The evidence is particularly interesting for students who traditionally fall through the cracks in the public system,” said Claudia Hepburn, co-author of Home Schooling: From the Extreme to the Mainstream, 2nd edition and Director of Education Policy with The Fraser Institute.

“Poorly educated parents who choose to teach their children at home produce better academic results for their children than public schools do. One study we reviewed found that students taught at home by mothers who never finished high school scored a full 55 percentage points higher than public school students from families with comparable education levels.”

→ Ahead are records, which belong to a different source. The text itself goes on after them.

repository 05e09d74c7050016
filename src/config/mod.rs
pub mod config;
pub mod loader;
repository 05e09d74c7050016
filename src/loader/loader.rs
use std::sync::Arc;
use anyhow::Error;
use log::debug;
use tokio::task::JoinHandle;
use crate::dataset::dataset::FaceDataset;
use crate::dataset::sample::Sample;

/// DataLoader issues independent sample requests against a shared dataset.
///
/// Every request runs the whole blocking pipeline on tokio's blocking pool with its own
/// random draw; the dataset and its models are only read. The draws of a batch are forked
/// up front in request order, so a seeded dataset yields the same batch on every run.
#[derive(Clone)]
pub struct DataLoader {
    dataset: Arc<FaceDataset>,
    batch_size: usize,
}

impl DataLoader {
    pub fn new(dataset: Arc<FaceDataset>, batch_size: usize) -> Self {
        DataLoader {
            dataset,
            batch_size: batch_size.max(1),
        }
    }

    pub fn dataset(&self) -> &FaceDataset {
        &self.dataset
    }

    /// epoch_batches splits the actor indices of one epoch into batches.
    ///
    /// # Returns
    /// * `Result<Vec<Vec<usize>>, Error>`
    pub fn epoch_batches(&self) -> Result<Vec<Vec<usize>>, Error> {
        let indices = self.dataset.epoch_indices()?;
        Ok(indices.chunks(self.batch_size).map(|chunk| chunk.to_vec()).collect())
    }

    /// load_batch builds the samples of `indices` concurrently.
    ///
    /// # Arguments
    /// * `indices` - actor indices
    ///
    /// # Returns
    /// * `Result<Vec<Sample>, Error>` - samples in the order of `indices`
    pub async fn load_batch(&self, indices: &[usize]) -> Result<Vec<Sample>, Error> {
        debug!("[{}] loading batch {:?}", self.dataset.name(), indices);
        let rngs = self.dataset.fork_rngs(indices.len())?;
        let handles: Vec<JoinHandle<Result<Sample, Error>>> = indices
            .iter()
            .zip(rngs)
            .map(|(&index, mut rng)| {
                let dataset = Arc::clone(&self.dataset);
                tokio::task::spawn_blocking(move || dataset.get_item_with_rng(index, &mut rng))
            })
            .collect();

        let mut samples: Vec<Sample> = Vec::with_capacity(handles.len());
        for handle in handles {
            samples.push(handle.await??);
        }
        Ok(samples)
    }
}
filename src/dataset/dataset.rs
use std::path::PathBuf;
use std::sync::Mutex;
use anyhow::Error;
use log::{debug, info, warn};
use ndarray_rand::rand::rngs::StdRng;
use ndarray_rand::rand::seq::SliceRandom;
use ndarray_rand::rand::{Rng, SeedableRng};
use crate::catalog::catalog::{strip_actor_prefix, ActorEntry, Catalog};
use crate::config::config::DatasetConfig;
use crate::dataset::sample::{build_sample, Sample};
use crate::error::DatasetError;
use crate::flame::flame::ShapeParams;
use crate::pipeline::pipeline::{FaceModels, FacePipeline, ProcessedFace};
use crate::sampler::sampler::Sampler;

/// FaceDataset serves one sample per actor: a draw of the actor's face crops with the
/// landmarks and FLAME parameters that go with them.
///
/// The catalog and the models are read-only after construction, so a dataset can be
/// shared between threads behind an `Arc`.
pub struct FaceDataset {
    name: String,
    config: DatasetConfig,
    catalog: Catalog,
    sampler: Sampler,
    pipeline: FacePipeline,
    rng: Mutex<StdRng>,
}

impl FaceDataset {

    /// new loads the cached actor list of a dataset and wires the face models.
    ///
    /// # Arguments
    /// * `name` - dataset name, also the folder under the dataset root
    /// * `config` - dataset configuration
    /// * `is_eval` - evaluation mode, deterministic draws
    /// * `models` - detector, aligner and landmark models shared by all samples
    ///
    /// # Returns
    /// * `Result<FaceDataset, Error>`
    pub fn new(name: &str, config: DatasetConfig, is_eval: bool, models: FaceModels) -> Result<Self, Error> {
        info!("[{name}] Initialization");
        if config.image_size <= 0 {
            return Err(DatasetError::InvalidConfig(format!(
                "image_size must be positive, got {}",
                config.image_size
            )).into())
        }
        let catalog_path = config.catalog_path(name);
        info!("[{name}] Load cached file list: {}", catalog_path.display());

        let catalog = Catalog::load(&catalog_path)?;
        info!("[Dataset {name}] Total {} actors loaded!", catalog.len());
        catalog.log_summary(name);

        let sampler = Sampler::new(config.k, is_eval, catalog.min_k(), config.eval_max_k);
        let pipeline = FacePipeline::new(models, config.image_size);
        let rng = match config.seed {
            Some(seed) => StdRng::seed_from_u64(seed),
            None => StdRng::from_entropy(),
        };

        Ok(FaceDataset {
            name: name.to_string(),
            config,
            catalog,
            sampler,
            pipeline,
            rng: Mutex::new(rng),
        })
    }

    pub fn name(&self) -> &str {
        &self.name
    }

    pub fn is_eval(&self) -> bool {
        self.sampler.is_eval()
    }

    pub fn len(&self) -> usize {
        self.catalog.len()
    }

    pub fn is_empty(&self) -> bool {
        self.catalog.is_empty()
    }

    pub fn actors(&self) -> &[String] {
        self.catalog.actors()
    }

    pub fn min_k(&self) -> usize {
        self.catalog.min_k()
    }

    pub fn max_k(&self) -> usize {
        self.catalog.max_k()
    }

    pub fn total_images(&self) -> usize {
        self.catalog.total_images()
    }

    /// Number of FLAME parameter rows in every sample.
    pub fn sample_size(&self) -> usize {
        self.sampler.sample_size()
    }

    /// image_paths resolves the on-disk images of an actor.
    pub fn image_paths(&self, actor: &str) -> Option<Vec<PathBuf>> {
        self.catalog.get(actor).map(|entry| self.resolve_images(entry))
    }

    fn resolve_images(&self, entry: &ActorEntry) -> Vec<PathBuf> {
        let image_dir = self.config.image_dir(&self.name);
        entry.images
            .iter()
            .map(|path| image_dir.join(strip_actor_prefix(path)))
            .collect()
    }

    /// Actor indices of one epoch, shuffled in training mode.
    pub fn epoch_indices(&self) -> Result<Vec<usize>, Error> {
        let mut indices: Vec<usize> = (0..self.len()).collect();
        if !self.is_eval() {
            let mut rng = self.rng.lock().map_err(|_| Error::msg("dataset random source poisoned"))?;
            indices.shuffle(&mut *rng);
        }
        Ok(indices)
    }

    /// fork_rngs derives `n` child generators from the dataset's random source, in order.
    ///
    /// The source is locked once, so with a fixed seed the i-th child is the same whatever
    /// other requests run concurrently.
    pub fn fork_rngs(&self, n: usize) -> Result<Vec<StdRng>, Error> {
        let mut parent = self.rng.lock().map_err(|_| Error::msg("dataset random source poisoned"))?;
        (0..n)
            .map(|_| StdRng::from_rng(&mut *parent).map_err(Error::from))
            .collect()
    }

    /// get_item builds the sample of an actor with the dataset's own random source.
    ///
    /// # Arguments
    /// * `index` - actor index
    ///
    /// # Returns
    /// * `Result<Sample, Error>`
    pub fn get_item(&self, index: usize) -> Result<Sample, Error> {
        let mut rng = self.fork_rngs(1)?
            .pop()
            .ok_or_else(|| Error::msg("dataset random source yielded no generator"))?;
        self.get_item_with_rng(index, &mut rng)
    }

    /// get_item_with_rng builds the sample of an actor, drawing images from `rng`.
    ///
    /// Images without a detected face are dropped, so the sample may hold fewer faces than
    /// the FLAME parameters have rows, or none at all.
    ///
    /// # Arguments
    /// * `index` - actor index
    /// * `rng` - random source for the training draw
    ///
    /// # Returns
    /// * `Result<Sample, Error>`
    pub fn get_item_with_rng<R: Rng + ?Sized>(&self, index: usize, rng: &mut R) -> Result<Sample, Error> {
        let (actor, entry) = self.catalog.actor(index)?;
        let images = self.resolve_images(entry);
        let sample_list = self.sampler.select_indices(actor, images.len(), rng)?;
        debug!("[{}] {actor}: sampled images {:?}", self.name, sample_list);

        let params_path = self.config.flame_dir(&self.name).join(&entry.params_path);
        let flame = ShapeParams::load(&params_path)?
            .build_shape_block(self.sampler.sample_size(), self.config.n_shape)?;

        let faces: Vec<ProcessedFace> = sample_list
            .iter()
            .map(|&i| self.pipeline.process_image(&images[i]))
            .filter_map(Result::transpose)
            .collect::<Result<_, Error>>()?;

        if faces.is_empty() {
            warn!("[{}] {actor}: no face detected in any of {} sampled images", self.name, sample_list.len());
        }

        build_sample(actor, &self.name, faces, flame, self.pipeline.image_size() as usize)
    }
}
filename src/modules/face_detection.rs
use anyhow::Error;
use ndarray::{Array2, Array3, ArrayView1, ArrayView2};
use opencv::core::Mat;
use crate::error::DatasetError;

/// Output of a face detector for one image.
///
/// `boxes` holds one `[x1, y1, x2, y2, score]` row per face; `keypoints`, when the model
/// produces them, holds five `(x, y)` points per face in the same order.
#[derive(Debug, Clone, PartialEq)]
pub struct Detections {
    pub boxes: Array2<f32>,
    pub keypoints: Option<Array3<f32>>,
}

impl Detections {
    pub fn empty() -> Self {
        Detections {
            boxes: Array2::zeros((0, 5)),
            keypoints: None,
        }
    }

    pub fn len(&self) -> usize {
        self.boxes.nrows()
    }

    pub fn is_empty(&self) -> bool {
        self.boxes.nrows() == 0
    }

    /// validate checks that boxes have at least five columns and keypoints are `[n, 5, 2]`.
    pub fn validate(&self) -> Result<(), Error> {
        if self.boxes.ncols() < 5 {
            return Err(DatasetError::DetectionShape(format!(
                "boxes have {} columns, expected [x1, y1, x2, y2, score]",
                self.boxes.ncols()
            )).into())
        }
        if let Some(kps) = &self.keypoints {
            let expected = [self.boxes.nrows(), 5, 2];
            if kps.shape() != &expected[..] {
                return Err(DatasetError::DetectionShape(format!(
                    "keypoints have shape {:?}, expected {:?}",
                    kps.shape(),
                    expected
                )).into())
            }
        }
        Ok(())
    }

    pub fn bbox(&self, idx: usize) -> Option<[f32; 4]> {
        if idx >= self.boxes.nrows() || self.boxes.ncols() < 4 {
            return None
        }
        let row: ArrayView1<f32> = self.boxes.row(idx);
        Some([row[0], row[1], row[2], row[3]])
    }

    pub fn score(&self, idx: usize) -> Option<f32> {
        self.boxes.get([idx, 4]).copied()
    }

    pub fn keypoints(&self, idx: usize) -> Option<ArrayView2<f32>> {
        self.keypoints
            .as_ref()
            .filter(|kps| idx < kps.shape()[0])
            .map(|kps| kps.index_axis(ndarray::Axis(0), idx))
    }
}

/// A face detection model, shared by every sample request.
pub trait FaceDetector: Send + Sync {
    /// detect finds every face of a BGR image.
    fn detect(&self, img: &Mat) -> Result<Detections, Error>;
}
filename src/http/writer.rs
use tokio::io::{AsyncWrite, AsyncWriteExt};

use crate::http::request::HTTP_VERSION;
use crate::http::response::Response;

/// Encodes `resp` exactly as it goes on the wire.
///
/// Header names are written without a space after the colon. Status line and
/// headers are expected to be ASCII; the body is UTF-8.
pub fn serialize_response(resp: &Response) -> Vec<u8> {
    let body = resp.body.as_bytes();
    let mut buf = Vec::with_capacity(64 + body.len());

    // Status line
    let status_line = format!("{} {} {}\r\n", HTTP_VERSION, resp.status, resp.reason);
    buf.extend_from_slice(status_line.as_bytes());

    buf.extend_from_slice(b"Content-Type:");
    buf.extend_from_slice(resp.content_type.as_bytes());
    buf.extend_from_slice(b"\r\n");

    if !body.is_empty() {
        buf.extend_from_slice(format!("Content-Length:{}\r\n", body.len()).as_bytes());
    }

    // Header/body separator
    buf.extend_from_slice(b"\r\n");

    buf.extend_from_slice(body);

    buf
}

pub struct ResponseWriter {
    buffer: Vec<u8>,
    written: usize,
}

impl ResponseWriter {
    pub fn new(response: &Response) -> Self {
        Self {
            buffer: serialize_response(response),
            written: 0,
        }
    }

    pub fn as_bytes(&self) -> &[u8] {
        &self.buffer
    }

    pub async fn write_to_stream<W>(&mut self, stream: &mut W) -> anyhow::Result<()>
    where
        W: AsyncWrite + Unpin,
    {
        while self.written < self.buffer.len() {
            let n = stream.write(&self.buffer[self.written..]).await?;

            if n == 0 {
                return Err(anyhow::anyhow!("connection closed while writing"));
            }

            self.written += n;
        }

        stream.flush().await?;

        Ok(())
    }
}
use std::time::Duration;

use anyhow::Context;
use tokio::net::TcpListener;
use tracing::{Instrument, info};

use crate::config::Config;
use crate::http::connection::Connection;
use crate::http::context::ConnectionId;

pub async fn run(cfg: &Config) -> anyhow::Result<()> {
    let listener = TcpListener::bind(&cfg.listen_addr)
        .await
        .with_context(|| format!("failed to bind {}", cfg.listen_addr))?;
    info!("Listening on {}", cfg.listen_addr);

    serve(listener, cfg.wait_before_response).await
}

/// Accept loop. A failing connection is logged and dropped; it never stops
/// the loop.
pub async fn serve(listener: TcpListener, wait_before_response: Duration) -> anyhow::Result<()> {
    loop {
        let (socket, peer) = listener.accept().await?;
        let id = ConnectionId::new();
        let span = tracing::info_span!("connection", conn_id = %id, %peer);

        tokio::spawn(
            async move {
                info!("Connection accepted");
                let mut conn = Connection::new(socket, wait_before_response, id);
                if let Err(e) = conn.run().await {
                    tracing::warn!(error = %e, "connection aborted, closing socket");
                }
            }
            .instrument(span),
        );
    }
}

Brian assumed that we in the HE community would know this already, and yes, this phenomenon has been something of which we have been aware certainly since Paula Rothermel pointed it out in her research on HE families in the UK back in 1999. Paula's main explanation for this seems to be that the less well-educated parents are very aware of their short-comings and go to great lengths to compensate for this. I have indeed seen this dynamic at work, but, as Dr Rothermel was well aware, there could be plenty of other things going on too.

For example, she suggests that the happy home and the absence of pressure from schooling contributes to improved academic performance, which is almost certainly the case, but I would also hazard that one of the main reasons for this result stems from the fact that home educators, whatever their level of education, are largely a self-selecting group of mostly thoughtful, creative people. They have guts and nous and their children are likely to inherit those characteristics one way or another. The results of self-selecting for such individuals is likely to look good.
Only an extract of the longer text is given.